Although having the technical minimums required, Gracheva did not make an appearance at the 2025 European Championships.

=== 2025–2026 season ===
Since Gracheva did not appear at the prior 2025 World Championships, Moldovan women did not have the opportunity to garner an Olympic quota for the upcoming 2026 Winter Olympics. In September, Gracheva opened her season by competing at the 2025 Skate to Milano event – a second opportunity to earn Olympic spots. In the ladies event, skaters must finish in the top five to earn a spot for their country.

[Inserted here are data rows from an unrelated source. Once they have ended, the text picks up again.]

//! Connection Handler
//!
//! Serves sequential requests on one client connection until the peer
//! closes, a timeout fires, or the request stream turns malformed.

use std::io::ErrorKind;
use std::net::TcpStream;
use std::sync::Arc;
use std::time::Duration;

use crate::engine::Engine;
use crate::error::{KvError, Result};
use crate::protocol::{
    encode_pairs, read_command, write_response, Command, Response,
};

/// Handles a single client connection
pub struct Connection {
    stream: TcpStream,
    engine: Arc<Engine>,
    peer: String,
}

impl Connection {
    /// Create a new connection handler
    pub fn new(stream: TcpStream, engine: Arc<Engine>) -> Result<Self> {
        let peer = stream
            .peer_addr()
            .map(|addr| addr.to_string())
            .unwrap_or_else(|_| "unknown".to_string());

        Ok(Connection {
            stream,
            engine,
            peer,
        })
    }

    /// Apply socket timeouts
    pub fn set_timeouts(&self, read_ms: u64, write_ms: u64) -> Result<()> {
        self.stream
            .set_read_timeout(Some(Duration::from_millis(read_ms)))?;
        self.stream
            .set_write_timeout(Some(Duration::from_millis(write_ms)))?;
        Ok(())
    }

    /// Peer address for logging
    pub fn peer_addr(&self) -> &str {
        &self.peer
    }

    /// Serve requests until the connection ends
    pub fn handle(&mut self) -> Result<()> {
        loop {
            let command = match read_command(&mut self.stream) {
                Ok(command) => command,
                // Peer closed between requests
                Err(KvError::Io(e)) if e.kind() == ErrorKind::UnexpectedEof => return Ok(()),
                Err(KvError::Protocol(msg)) => {
                    let _ = write_response(&mut self.stream, &Response::error(&msg));
                    return Err(KvError::Protocol(msg));
                }
                Err(e) => return Err(e),
            };

            let response = self.dispatch(command);
            write_response(&mut self.stream, &response)?;
        }
    }

    /// Run one command against the engine and shape its reply
    fn dispatch(&self, command: Command) -> Response {
        match command {
            Command::Get { key } => match self.engine.get(&key) {
                Ok(Some(value)) => Response::ok(Some(value.into_bytes())),
                Ok(None) => Response::not_found(),
                Err(e) => self.error_response(e),
            },
            Command::Put { key, value } => match self.engine.put(key, value) {
                Ok(found) => Response::found_flag(found),
                Err(e) => self.error_response(e),
            },
            Command::Delete { key } => match self.engine.delete(key) {
                Ok(found) => Response::found_flag(found),
                Err(e) => self.error_response(e),
            },
            Command::Swap { key, value } => match self.engine.swap(key, value) {
                Ok(Some(old_value)) => Response::ok(Some(old_value.into_bytes())),
                Ok(None) => Response::not_found(),
                Err(e) => self.error_response(e),
            },
            Command::Scan {
                start_key,
                end_key,
            } => match self.engine.scan(&start_key, &end_key) {
                Ok(pairs) => Response::ok(Some(encode_pairs(&pairs))),
                Err(e) => self.error_response(e),
            },
            Command::Ping => Response::ok(Some(b"PONG".to_vec())),
        }
    }

    fn error_response(&self, err: KvError) -> Response {
        tracing::error!(peer = %self.peer, error = %err, "operation failed");
        Response::error(&err.to_string())
    }
}
//! # Solar Geometry and Clear-Sky Provider
//!
//! The pipeline and the weather quality gate ask a [`SolarGeometry`] for the
//! sun position and the cloudless irradiance at a site. The default
//! implementation combines the NREL Solar Position Algorithm with the
//! Ineichen–Perez clear-sky model; tests and callers with their own
//! ephemeris can inject something else.

pub mod clearsky;
pub mod position;

use chrono::{DateTime, Datelike, FixedOffset};

use crate::domain::{IrradianceComponents, Location, SunPosition};
use crate::error::{Result, SimError};

pub use clearsky::{
    extraterrestrial_irradiance, relative_air_mass, DEFAULT_LINKE_TURBIDITY, SOLAR_CONSTANT,
};

/// Sun position and clear-sky irradiance for a site
pub trait SolarGeometry: Send + Sync {
    fn sun_position(&self, timestamp: DateTime<FixedOffset>, location: &Location)
        -> Result<SunPosition>;

    fn clear_sky(
        &self,
        timestamp: DateTime<FixedOffset>,
        sun: &SunPosition,
        location: &Location,
    ) -> IrradianceComponents;
}

/// SPA sun position with Ineichen–Perez clear sky
#[derive(Debug, Clone, Copy)]
pub struct SpaIneichen {
    linke_turbidity: f64,
}

impl SpaIneichen {
    pub fn new(linke_turbidity: f64) -> Result<Self> {
        if !(linke_turbidity.is_finite() && (1.0..=10.0).contains(&linke_turbidity)) {
            return Err(SimError::invalid(
                "linke_turbidity",
                format!("must be within [1, 10], got {linke_turbidity}"),
            ));
        }
        Ok(Self { linke_turbidity })
    }

    pub fn linke_turbidity(&self) -> f64 {
        self.linke_turbidity
    }
}

impl Default for SpaIneichen {
    fn default() -> Self {
        Self {
            linke_turbidity: DEFAULT_LINKE_TURBIDITY,
        }
    }
}

impl SolarGeometry for SpaIneichen {
    fn sun_position(
        &self,
        timestamp: DateTime<FixedOffset>,
        location: &Location,
    ) -> Result<SunPosition> {
        position::spa_position(timestamp, location)
    }

    fn clear_sky(
        &self,
        timestamp: DateTime<FixedOffset>,
        sun: &SunPosition,
        location: &Location,
    ) -> IrradianceComponents {
        clearsky::ineichen(
            sun.zenith_deg,
            location.altitude(),
            timestamp.ordinal(),
            self.linke_turbidity,
        )
    }
}

#[cfg(test)]
mod tests {
    use super::*;

    #[test]
    fn rejects_unphysical_turbidity() {
        assert!(SpaIneichen::new(0.5).is_err());
        assert!(SpaIneichen::new(f64::NAN).is_err());
        assert!(SpaIneichen::new(4.0).is_ok());
    }

    #[test]
    fn clear_sky_follows_sun() {
        let provider = SpaIneichen::default();
        let loc = Location::new(40.0, 0.0, 0.0, "UTC").unwrap();
        let noon = DateTime::parse_from_rfc3339("2024-03-20T12:07:00Z").unwrap();
        let night = DateTime::parse_from_rfc3339("2024-03-20T23:00:00Z").unwrap();

        let sun = provider.sun_position(noon, &loc).unwrap();
        let irr = provider.clear_sky(noon, &sun, &loc);
        assert!(irr.ghi > 700.0);

        let sun = provider.sun_position(night, &loc).unwrap();
        assert_eq!(provider.clear_sky(night, &sun, &loc), IrradianceComponents::ZERO);
    }
}
use std::sync::Arc;

use pv_yield_simulator::domain::IrradianceComponents;
use pv_yield_simulator::pipeline::{
    transpose, ClearSkyConditions, CloudCover, DerateFactors, DiffuseModel, IamModel, ModelSet,
    Pipeline, SkyCondition, DEFAULT_ALBEDO,
};
use pv_yield_simulator::solar::SpaIneichen;
use rstest::rstest;

use super::{mid_latitude_site, south_array, ts};

fn isotropic_pipeline() -> Pipeline {
    let panel = south_array();
    let models = ModelSet {
        diffuse: DiffuseModel::Isotropic,
        ..ModelSet::for_panel(&panel)
    };
    Pipeline::new(
        Arc::new(SpaIneichen::default()),
        models,
        DEFAULT_ALBEDO,
        DerateFactors::default(),
    )
    .unwrap()
}

#[test]
fn clear_sky_noon_matches_nameplate_within_five_percent() {
    let pipeline = isotropic_pipeline();
    let panel = south_array();
    let sky = SkyCondition::ClearSky(ClearSkyConditions {
        ambient_temp_c: 20.0,
        wind_speed: 1.0,
        cloud_cover: CloudCover::Percent(0.0),
    });
    let sample = pipeline
        .evaluate(ts("2024-03-20T12:07:00Z"), &mid_latitude_site(), &panel, sky)
        .unwrap();

    assert!(
        (900.0..=1150.0).contains(&sample.poa.global),
        "poa = {}",
        sample.poa.global
    );
    assert!(sample.cell_temperature_c > 20.0);
    let expected = panel.area_m2() * panel.efficiency() * 1000.0 * sample.temperature_factor;
    let deviation = (sample.dc_power_w - expected).abs() / expected;
    assert!(deviation < 0.05, "dc = {}, expected ~{expected}", sample.dc_power_w);
}

#[rstest]
#[case("2024-03-20T07:30:00Z")]
#[case("2024-03-20T12:07:00Z")]
#[case("2024-06-21T17:00:00Z")]
#[case("2024-12-21T12:00:00Z")]
fn full_overcast_is_dim_but_never_dark(#[case] at: &str) {
    let pipeline = Pipeline::with_defaults(&south_array());
    let clear = pipeline
        .evaluate(
            ts(at),
            &mid_latitude_site(),
            &south_array(),
            SkyCondition::ClearSky(ClearSkyConditions::default()),
        )
        .unwrap();
    let overcast = pipeline
        .evaluate(
            ts(at),
            &mid_latitude_site(),
            &south_array(),
            SkyCondition::ClearSky(ClearSkyConditions {
                cloud_cover: CloudCover::Percent(100.0),
                ..Default::default()
            }),
        )
        .unwrap();

    assert!(overcast.sun.is_above_horizon());
    assert!(overcast.poa.global > 0.0);
    assert!(overcast.poa.global < clear.poa.global);
    assert!(overcast.irradiance.dhi > 0.0);
    assert_eq!(overcast.irradiance.dni, 0.0);
}

#[test]
fn beam_vanishes_at_grazing_incidence() {
    // sun due north at zenith 55° sits exactly in the plane of a 35° south-facing module
    let irradiance = IrradianceComponents::new(600.0, 700.0, 200.0);
    let poa = transpose(
        irradiance,
        55.0,
        0.0,
        35.0,
        180.0,
        DEFAULT_ALBEDO,
        DiffuseModel::Isotropic,
        IamModel::Physical,
    )
    .unwrap();
    assert!((poa.aoi_deg - 90.0).abs() < 1e-6);
    assert_eq!(poa.direct, 0.0);
}

#[rstest]
#[case(IamModel::Ashrae)]
#[case(IamModel::Physical)]
#[case(IamModel::MartinRuiz)]
fn normal_incidence_has_no_reflection_loss(#[case] iam: IamModel) {
    let irradiance = IrradianceComponents::new(800.0, 850.0, 100.0);
    let poa = transpose(irradiance, 35.0, 180.0, 35.0, 180.0, 0.0, DiffuseModel::Isotropic, iam)
        .unwrap();
    assert!(poa.aoi_deg.abs() < 1e-6);
    assert!((poa.iam - 1.0).abs() < 1e-12);
    assert!((poa.direct - 850.0).abs() < 1e-9);
}

#[rstest]
fn uniform_sky_is_model_and_azimuth_independent(
    #[values(0.0, 20.0, 45.0, 90.0)] tilt: f64,
    #[values(0.0, 90.0, 180.0, 270.0)] azimuth: f64,
) {
    let diffuse_only = IrradianceComponents::new(250.0, 0.0, 250.0);
    let reference = transpose(
        diffuse_only,
        50.0,
        135.0,
        tilt,
        180.0,
        DEFAULT_ALBEDO,
        DiffuseModel::Isotropic,
        IamModel::default(),
    )
    .unwrap()
    .global;
    for model in [DiffuseModel::Isotropic, DiffuseModel::Perez, DiffuseModel::HayDavies] {
        let global = transpose(
            diffuse_only,
            50.0,
            135.0,
            tilt,
            azimuth,
            DEFAULT_ALBEDO,
            model,
            IamModel::default(),
        )
        .unwrap()
        .global;
        assert!((global - reference).abs() < 1e-9, "{model} at {tilt}/{azimuth}");
    }
}

#[test]
fn soiling_outside_unit_interval_is_rejected() {
    let panel = south_array();
    for soiling in [0.0, 1.01, -0.5] {
        let derate = DerateFactors {
            soiling,
            ..Default::default()
        };
        assert!(Pipeline::new(
            Arc::new(SpaIneichen::default()),
            ModelSet::for_panel(&panel),
            DEFAULT_ALBEDO,
            derate
        )
        .is_err());
    }
}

Gracheva placed sixteenth in the event leaving Moldova without an Olympic quota.

Just two weeks later, Gracheva won the silver medal at the 2025 Budapest Trophy.

At the 2026 European Championships, Gracheva finished thirty-third after the short program and did not advance to the free skate. The following week, she finished in fourth place and achieved her technical minimums for the upcoming World Championships at the 2026 Merano Trophy.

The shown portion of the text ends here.